DRUMMONDVILLE
À Drummondville, selon les informations obtenues par le Vingt55, ce sont près de 90 personnes, soit une trentaine de plus que l’an dernier à pareille date, qui se retrouvent sans logement. C’est donc tout près de 40 familles qui se trouvent actuellement en situation d’itinérance temporaire, hébergées chez des proches ou dans des endroits temporaires, une situation de plus en plus préoccupante.
Selon les données compilées par le Vingt55, les loyers ont bondi de 14,1 % en 2024, et les projections pour 2025 annoncent une pression continue sur les locataires. Le loyer moyen d’un 4 ½, deux chambres, à Drummondville atteint désormais environ 1 400 $ par mois, avec des variations allant de 1 200 à 1 600 $, selon l’état et l’emplacement du logement.
Les principales plateformes de recherche de logements confirment cette tendance :
- Apartments.com estime à 1 262 $/mois le coût moyen d’un logement d’une chambre à Drummondville, et à 1 649 $/mois pour un deux chambres ;
- Appartogo évalue le prix moyen à 1 218 $ pour une chambre, et 1 512 $ pour un logement de trois chambres ;
- LePrixDuLoyer.com indique qu’un grand logement (7 ½ et plus) coûte en moyenne 1 853 $/mois, avec un loyer médian de 1 800 $ ;
- Certaines petites annonces locales proposent encore quelques 4 ½ à 975 $ ou 1 200 $, mais ils sont rares.
À titre comparatif, le loyer moyen à Victoriaville s’établit à 745 $/mois, soit bien en deçà des prix observés à Drummondville, mais aussi de villes comme Québec (1 002 $) et Montréal (1 074 $), selon la SCHL.
Cette hausse soutenue des loyers, combinée à un taux d’inoccupation extrêmement faible, autour de 0,5 %, réduit considérablement les possibilités de relogement, en particulier pour les ménages à faibles revenus ou ceux qui ne parviennent pas à se qualifier pour un bail.

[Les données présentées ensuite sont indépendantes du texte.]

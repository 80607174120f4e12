//! Error types for geoclean
//!
//! The failure kinds mirror the cleaning pipeline: a row is either a
//! configured null marker, structurally unmatchable, numerically out of
//! range, or carries contradictory hemisphere information. Callers of the
//! batch API never see these directly — they collapse into the `Null` and
//! `Unparseable` outcomes — but they drive the null-vs-unknown statistics
//! split and make single-row validation errors debuggable.

use thiserror::Error;

/// Which statistics counter a failed row lands in.
#[derive(Debug, Clone, Copy, PartialEq, Eq, Hash)]
pub enum FailureBucket {
    /// Counted as `null`.
    Null,
    /// Counted as `unknown`.
    Unknown,
}

/// Main error type for geoclean operations.
#[derive(Error, Debug, Clone, PartialEq)]
pub enum CleanError {
    /// Input matched the configured null-value set.
    #[error("null value")]
    NullValue,

    /// No structural match: the input is not a coordinate at all, or the
    /// pattern matched without capturing a degree value.
    #[error("no coordinate structure in {input:?}")]
    GrammarMismatch { input: String },

    /// A minutes or seconds field fell outside the half-open sexagesimal
    /// range.
    #[error("{field} {value} outside [0, 60)")]
    SexagesimalRange { field: &'static str, value: f64 },

    /// A degree magnitude beyond the inclusive axis bound.
    #[error("{field} {value} outside [-{max}, {max}]")]
    DegreesOutOfBounds {
        field: &'static str,
        value: f64,
        max: f64,
    },

    /// Contradictory hemisphere information: two letters on one group, a
    /// letter on the wrong axis, or a letter combined with negative degrees.
    #[error("hemisphere conflict: {msg}")]
    HemisphereConflict { msg: String },
}

impl CleanError {
    /// Shorthand for a grammar mismatch on the given input.
    pub fn grammar(input: impl Into<String>) -> Self {
        CleanError::GrammarMismatch {
            input: input.into(),
        }
    }

    /// Shorthand for a hemisphere conflict.
    pub fn hemisphere(msg: impl Into<String>) -> Self {
        CleanError::HemisphereConflict { msg: msg.into() }
    }

    /// An out-of-range minutes or seconds field (`[0, 60)` interval).
    pub fn sexagesimal(field: &'static str, value: f64) -> Self {
        CleanError::SexagesimalRange { field, value }
    }

    /// A degree magnitude beyond the inclusive axis bound (`[-max, max]`).
    pub fn out_of_bounds(field: &'static str, value: f64, max: f64) -> Self {
        CleanError::DegreesOutOfBounds { field, value, max }
    }

    /// The statistics counter this failure belongs to.
    pub fn bucket(&self) -> FailureBucket {
        match self {
            CleanError::NullValue => FailureBucket::Null,
            _ => FailureBucket::Unknown,
        }
    }
}

#[cfg(test)]
mod tests {
    use super::*;

    #[test]
    fn test_bucket_split() {
        assert_eq!(CleanError::NullValue.bucket(), FailureBucket::Null);
        assert_eq!(CleanError::grammar("x").bucket(), FailureBucket::Unknown);
        assert_eq!(
            CleanError::sexagesimal("minutes", 61.0).bucket(),
            FailureBucket::Unknown
        );
        assert_eq!(
            CleanError::hemisphere("two letters").bucket(),
            FailureBucket::Unknown
        );
    }

    #[test]
    fn test_display_messages() {
        let err = CleanError::sexagesimal("seconds", 72.5);
        assert_eq!(err.to_string(), "seconds 72.5 outside [0, 60)");

        // Degree bounds are inclusive, sexagesimal bounds are not
        let err = CleanError::out_of_bounds("latitude", 95.0, 90.0);
        assert_eq!(err.to_string(), "latitude 95 outside [-90, 90]");

        let err = CleanError::out_of_bounds("longitude", 185.0, 180.0);
        assert_eq!(err.to_string(), "longitude 185 outside [-180, 180]");

        let err = CleanError::grammar("not a coordinate");
        assert!(err.to_string().contains("not a coordinate"));
    }
}
//! Semantic validation of parsed coordinate groups
//!
//! Consumes the grammar's capture groups and applies the range and
//! consistency rules: minutes/seconds in [0, 60), at most one hemisphere
//! letter per group, no letter together with negative degrees, axis-dependent
//! bounds. Missing hemispheres are inferred from sign — via the caller's
//! axis for a single coordinate, positionally for a pair.

use crate::coord::{CleanCoordinate, CoordinateGroup, Hemisphere, HorizontalAxis};
use crate::error::CleanError;

/// Decimal-degree magnitude of a group: absolute degrees plus the
/// minute/second fractions. The sign lives in the hemisphere (explicit or
/// inferred), never in the returned value.
fn magnitude(group: &CoordinateGroup) -> f64 {
    group.degrees.abs() + group.minutes_or_zero() / 60.0 + group.seconds_or_zero() / 3600.0
}

/// Negativity of the raw degrees as written. `-0` counts as non-negative,
/// matching the inference rule "non-negative maps to North/East".
fn is_negative(group: &CoordinateGroup) -> bool {
    group.degrees < 0.0
}

/// Field checks shared by both flows: sexagesimal ranges and hemisphere
/// consistency. When `axis` is given, an explicit letter must belong to that
/// axis (used by the pair flow, where position fixes the axis).
///
/// Returns the effective explicit hemisphere, if any.
fn check_group(
    group: &CoordinateGroup,
    axis: Option<HorizontalAxis>,
) -> Result<Option<Hemisphere>, CleanError> {
    let minutes = group.minutes_or_zero();
    if !(0.0..60.0).contains(&minutes) {
        return Err(CleanError::sexagesimal("minutes", minutes));
    }
    let seconds = group.seconds_or_zero();
    if !(0.0..60.0).contains(&seconds) {
        return Err(CleanError::sexagesimal("seconds", seconds));
    }

    if group.leading.is_some() && group.trailing.is_some() {
        return Err(CleanError::hemisphere(
            "hemisphere letter given both before and after the coordinate",
        ));
    }

    let hemisphere = group.hemisphere();
    if let Some(h) = hemisphere {
        // Sign belongs to the letter when one is present.
        if is_negative(group) {
            return Err(CleanError::hemisphere(format!(
                "negative degrees {} combined with hemisphere {h}",
                group.degrees
            )));
        }
        if let Some(axis) = axis {
            if !axis.admits(h) {
                return Err(CleanError::hemisphere(format!(
                    "hemisphere {h} is not a {axis} hemisphere"
                )));
            }
        }
    }

    Ok(hemisphere)
}

/// Validate a single (unpaired) coordinate group against the caller's axis.
pub fn validate_single(
    group: &CoordinateGroup,
    axis: HorizontalAxis,
) -> Result<CleanCoordinate, CleanError> {
    let explicit = check_group(group, None)?;
    let hemisphere = explicit.unwrap_or_else(|| axis.hemisphere_for_sign(is_negative(group)));

    if !axis.admits(hemisphere) {
        return Err(CleanError::hemisphere(format!(
            "hemisphere {hemisphere} is not a {axis} hemisphere"
        )));
    }

    let magnitude = magnitude(group);
    if magnitude > axis.max_degrees() {
        return Err(CleanError::out_of_bounds(
            match axis {
                HorizontalAxis::Latitude => "latitude",
                HorizontalAxis::Longitude => "longitude",
            },
            magnitude,
            axis.max_degrees(),
        ));
    }

    Ok(CleanCoordinate::new(magnitude, hemisphere))
}

/// Validate a latitude/longitude pair. Order fixes the axes: the first group
/// is latitude, the second longitude; no caller axis is needed.
pub fn validate_pair(
    first: &CoordinateGroup,
    second: &CoordinateGroup,
) -> Result<(CleanCoordinate, CleanCoordinate), CleanError> {
    let lat_explicit = check_group(first, Some(HorizontalAxis::Latitude))?;
    let lon_explicit = check_group(second, Some(HorizontalAxis::Longitude))?;

    let lat_hemisphere = lat_explicit
        .unwrap_or_else(|| HorizontalAxis::Latitude.hemisphere_for_sign(is_negative(first)));
    let lon_hemisphere = lon_explicit
        .unwrap_or_else(|| HorizontalAxis::Longitude.hemisphere_for_sign(is_negative(second)));

    let lat = magnitude(first);
    if lat > 90.0 {
        return Err(CleanError::out_of_bounds("latitude", lat, 90.0));
    }
    let lon = magnitude(second);
    if lon > 180.0 {
        return Err(CleanError::out_of_bounds("longitude", lon, 180.0));
    }

    Ok((
        CleanCoordinate::new(lat, lat_hemisphere),
        CleanCoordinate::new(lon, lon_hemisphere),
    ))
}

Conséquence, plusieurs familles drummondvilloises se retrouvent dans une impasse, certaines dormant dans leur véhicule ou hébergées temporairement chez des proches. Les demandes d’aide auprès de l’Office d’habitation Drummond, du Centre de justice de proximité (CJP) du Centre-du-Québec, ou encore du Service d’aide à la recherche de logement (SARL) se multiplient.
Malgré les efforts déployés par ces organismes communautaires, la disponibilité de logements abordables demeure insuffisante. L’augmentation du nombre de personnes en situation de précarité résidentielle, y compris celles vivant déjà dans des conditions d’itinérance partielle ou chronique, soulève des inquiétudes croissantes dans la communauté.
À l’aube d’un été qui s’annonce difficile pour de nombreuses familles, les intervenants espèrent des mesures concrètes pour freiner l’explosion des loyers et accroître l’offre de logements accessibles à Drummondville et dans l’ensemble du Centre-du-Québec.